//! The cross-linked dual trie: a forward trie keyed by source prefixes
//! and a reverse trie keyed by target prefixes, kept consistent under
//! `add_rule`/`remove_prefix` by a single cross-link per forward rule.

use debug_print::debug_println;

use crate::error::AddRuleError;
use crate::ids::{ListId, NodeId};
use crate::string_list::StringListArena;
use crate::trie::{NodeValue, TrieArena};

/// A forward-trie node's value: the target this source prefix rewrites
/// to, plus a cross-link to the reverse-trie list entry carrying this
/// rule's source string.
#[derive(Default)]
pub struct ForwardValue {
    target: Option<String>,
    bound: Option<ListId>,
}

impl NodeValue for ForwardValue {
    fn has_value(&self) -> bool {
        self.target.is_some()
    }
}

/// A reverse-trie node's value: the head of the list of source
/// prefixes currently forwarding to this target prefix.
#[derive(Default)]
pub struct ReverseValue {
    head: Option<ListId>,
}

impl NodeValue for ReverseValue {
    fn has_value(&self) -> bool {
        self.head.is_some()
    }
}

/// Owns both trie arenas and the list arena shared by every
/// reverse-trie node, and enforces the bidirectional-binding invariant
/// across them on every mutation.
#[derive(Default)]
pub struct DualTrieStore {
    forward: TrieArena<ForwardValue>,
    reverse: TrieArena<ReverseValue>,
    lists: StringListArena,
}

impl DualTrieStore {
    pub fn new() -> Self {
        Self::default()
    }

    /// Adds or overwrites the rule `s -> t`. Both `s` and `t` must
    /// already be validated digit strings; the only failure this level
    /// can still report is `s == t`.
    pub fn add_rule(&mut self, s: &str, t: &str) -> Result<(), AddRuleError> {
        if s == t {
            return Err(AddRuleError::IdentityRule);
        }

        let fwd = self.forward.insert_path(s);
        let rev = self.reverse.insert_path(t);

        let head = self.reverse.node(rev).value.head;
        let entry = self.lists.push(rev, s, head);
        self.reverse.node_mut(rev).value.head = Some(entry);

        // Unbind the old entry only once the new one is already in
        // place: if `t` is unchanged, `old_entry` and `entry` share an
        // owner, and unbinding first would leaf-cut `rev` out from
        // under us before we could index it again.
        if let Some(old_entry) = self.forward.node(fwd).value.bound {
            self.unbind(old_entry);
        }

        let node = self.forward.node_mut(fwd);
        node.value.target = Some(t.to_owned());
        node.value.bound = Some(entry);
        debug_println!("store: bound {s} -> {t}");

        Ok(())
    }

    /// Removes every rule whose source has `s` as a prefix. Every
    /// forward node freed along the way unbinds its reverse-side list
    /// entry first, so the reverse trie is pruned transitively.
    pub fn remove_prefix(&mut self, s: &str) {
        let lists = &mut self.lists;
        let reverse = &mut self.reverse;
        self.forward.remove_subtree(s, |forward, node_id| {
            if let Some(entry) = forward.node(node_id).value.bound {
                Self::unbind_entry(lists, reverse, entry);
            }
        });
    }

    /// Removes the reverse-side list entry bound to an overwritten or
    /// deleted forward rule, leaf-cutting the reverse trie if that was
    /// the entry's owning node's last source.
    fn unbind(&mut self, entry: ListId) {
        Self::unbind_entry(&mut self.lists, &mut self.reverse, entry);
    }

    fn unbind_entry(
        lists: &mut StringListArena,
        reverse: &mut TrieArena<ReverseValue>,
        entry: ListId,
    ) {
        let owner = lists.owner_of(entry);
        let mut head = reverse.node(owner).value.head;
        lists.remove(entry, &mut head);
        reverse.node_mut(owner).value.head = head;
        if head.is_none() {
            reverse.leaf_cut(owner);
        }
    }

    pub fn find_fwd_longest(&self, s: &str) -> (Option<NodeId>, usize) {
        self.forward.find_longest(s)
    }

    pub fn find_rev_longest(&self, s: &str) -> (Option<NodeId>, usize) {
        self.reverse.find_longest(s)
    }

    /// The target string stored at a forward node known to carry a
    /// value (the caller always gets `node` from `find_fwd_longest`).
    pub fn fwd_target(&self, node: NodeId) -> &str {
        self.forward.node(node).value.target.as_deref().expect(
            "callers only pass node ids returned by find_fwd_longest, whose value.has_value() held",
        )
    }

    pub fn rev_parent(&self, node: NodeId) -> Option<NodeId> {
        self.reverse.parent_of(node)
    }

    /// Source prefixes bound to a reverse node, in arbitrary order —
    /// callers sort by [`crate::alphabet::cmp`] before use.
    pub fn rev_sources(&self, node: NodeId) -> Vec<&str> {
        self.lists.to_vec(self.reverse.node(node).value.head)
    }
}

#[cfg(test)]
mod tests {
    use super::*;

    #[test]
    fn add_rule_rejects_identity() {
        let mut store = DualTrieStore::new();
        assert_eq!(store.add_rule("123", "123"), Err(AddRuleError::IdentityRule));
    }

    #[test]
    fn add_rule_binds_forward_and_reverse() {
        let mut store = DualTrieStore::new();
        store.add_rule("123", "9").unwrap();

        let (fwd, fwd_len) = store.find_fwd_longest("123");
        let fwd = fwd.unwrap();
        assert_eq!(fwd_len, 3);
        assert_eq!(store.fwd_target(fwd), "9");

        let (rev, rev_len) = store.find_rev_longest("9");
        let rev = rev.unwrap();
        assert_eq!(rev_len, 1);
        assert_eq!(store.rev_sources(rev), vec!["123"]);
    }

    #[test]
    fn overwriting_a_source_prunes_the_old_target() {
        let mut store = DualTrieStore::new();
        store.add_rule("123", "9").unwrap();
        store.add_rule("123", "8").unwrap();

        assert!(store.find_rev_longest("9").0.is_none());
        let (rev, _) = store.find_rev_longest("8");
        assert_eq!(store.rev_sources(rev.unwrap()), vec!["123"]);
    }

    #[test]
    fn readding_the_same_rule_does_not_panic_or_duplicate_the_source() {
        let mut store = DualTrieStore::new();
        store.add_rule("123", "9").unwrap();
        store.add_rule("123", "9").unwrap();

        let (fwd, _) = store.find_fwd_longest("123");
        assert_eq!(store.fwd_target(fwd.unwrap()), "9");

        let (rev, _) = store.find_rev_longest("9");
        assert_eq!(store.rev_sources(rev.unwrap()), vec!["123"]);
    }

    #[test]
    fn remove_prefix_prunes_both_trees() {
        let mut store = DualTrieStore::new();
        store.add_rule("123", "9").unwrap();
        store.add_rule("124", "9").unwrap();

        store.remove_prefix("123");
        assert!(store.find_fwd_longest("123").0.is_none());
        let (rev, _) = store.find_rev_longest("9");
        assert_eq!(store.rev_sources(rev.unwrap()), vec!["124"]);

        store.remove_prefix("124");
        assert!(store.find_rev_longest("9").0.is_none());
    }

    #[test]
    fn remove_prefix_removes_every_descendant_rule() {
        let mut store = DualTrieStore::new();
        store.add_rule("1", "a").unwrap();
        store.add_rule("12", "b").unwrap();

        store.remove_prefix("1");
        assert!(store.find_fwd_longest("1").0.is_none());
        assert!(store.find_fwd_longest("12").0.is_none());
        assert!(store.find_rev_longest("a").0.is_none());
        assert!(store.find_rev_longest("b").0.is_none());
    }

    const DIGITS: [char; 12] = [
        '0', '1', '2', '3', '4', '5', '6', '7', '8', '9', '*', '#',
    ];

    fn random_digit_string(rng: &mut impl rand::Rng, max_len: usize) -> String {
        use rand::Rng as _;
        let len = rng.gen_range(1..=max_len);
        (0..len).map(|_| DIGITS[rng.gen_range(0..DIGITS.len())]).collect()
    }

    /// Invariants 1 and 2 (§8): child-count faithfulness and every
    /// child's parent pointer agreeing with where it actually hangs.
    fn assert_structural_invariants<V: NodeValue>(arena: &TrieArena<V>) {
        for id in arena.node_ids() {
            let children = arena.children_of(id);
            let live = children.iter().filter(|c| c.is_some()).count() as u8;
            assert_eq!(live, arena.child_count_of(id), "child_count out of sync for node {id}");
            for child in children.iter().copied().flatten() {
                assert_eq!(
                    arena.parent_of(child),
                    Some(id),
                    "child {child} does not point back to parent {id}"
                );
            }
            if let Some(parent) = arena.parent_of(id) {
                assert!(
                    arena.children_of(parent).contains(&Some(id)),
                    "node {id} is not among parent {parent}'s children"
                );
            }
        }
    }

    #[test]
    fn randomized_add_remove_preserves_structural_and_binding_invariants() {
        use rand::rngs::StdRng;
        use rand::{Rng, SeedableRng};
        use std::collections::HashMap;

        let mut rng = StdRng::seed_from_u64(0xC0FFEE);
        let mut store = DualTrieStore::new();
        let mut model: HashMap<String, String> = HashMap::new();

        for _ in 0..500 {
            if model.is_empty() || rng.gen_bool(0.7) {
                let s = random_digit_string(&mut rng, 5);
                let t = random_digit_string(&mut rng, 5);
                if s != t && store.add_rule(&s, &t).is_ok() {
                    model.insert(s, t);
                }
            } else {
                let idx = rng.gen_range(0..model.len());
                let key = model.keys().nth(idx).cloned().unwrap();
                let cut = rng.gen_range(1..=key.len());
                let prefix = key[..cut].to_string();
                store.remove_prefix(&prefix);
                model.retain(|s, _| !s.starts_with(&prefix));
            }

            assert_structural_invariants(&store.forward);
            assert_structural_invariants(&store.reverse);

            // Invariant 4: every remaining rule is still bound exactly
            // as it was added, on both sides of the cross-link.
            for (s, t) in &model {
                let (node, matched) = store.find_fwd_longest(s);
                let node =
                    node.unwrap_or_else(|| panic!("rule {s} -> {t} missing from forward trie"));
                assert_eq!(matched, s.len());
                assert_eq!(store.fwd_target(node), t);

                let (rev, rev_matched) = store.find_rev_longest(t);
                let rev = rev.unwrap_or_else(|| panic!("target {t} missing from reverse trie"));
                assert_eq!(rev_matched, t.len());
                assert!(store.rev_sources(rev).contains(&s.as_str()));
            }
        }
    }
}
##########
§ **What is required**:
Search the entries for "contains" and copy out each line that has it.

§ **Task output**:
                    arena.children_of(parent).contains(&Some(id)),
                assert!(store.rev_sources(rev).contains(&s.as_str()));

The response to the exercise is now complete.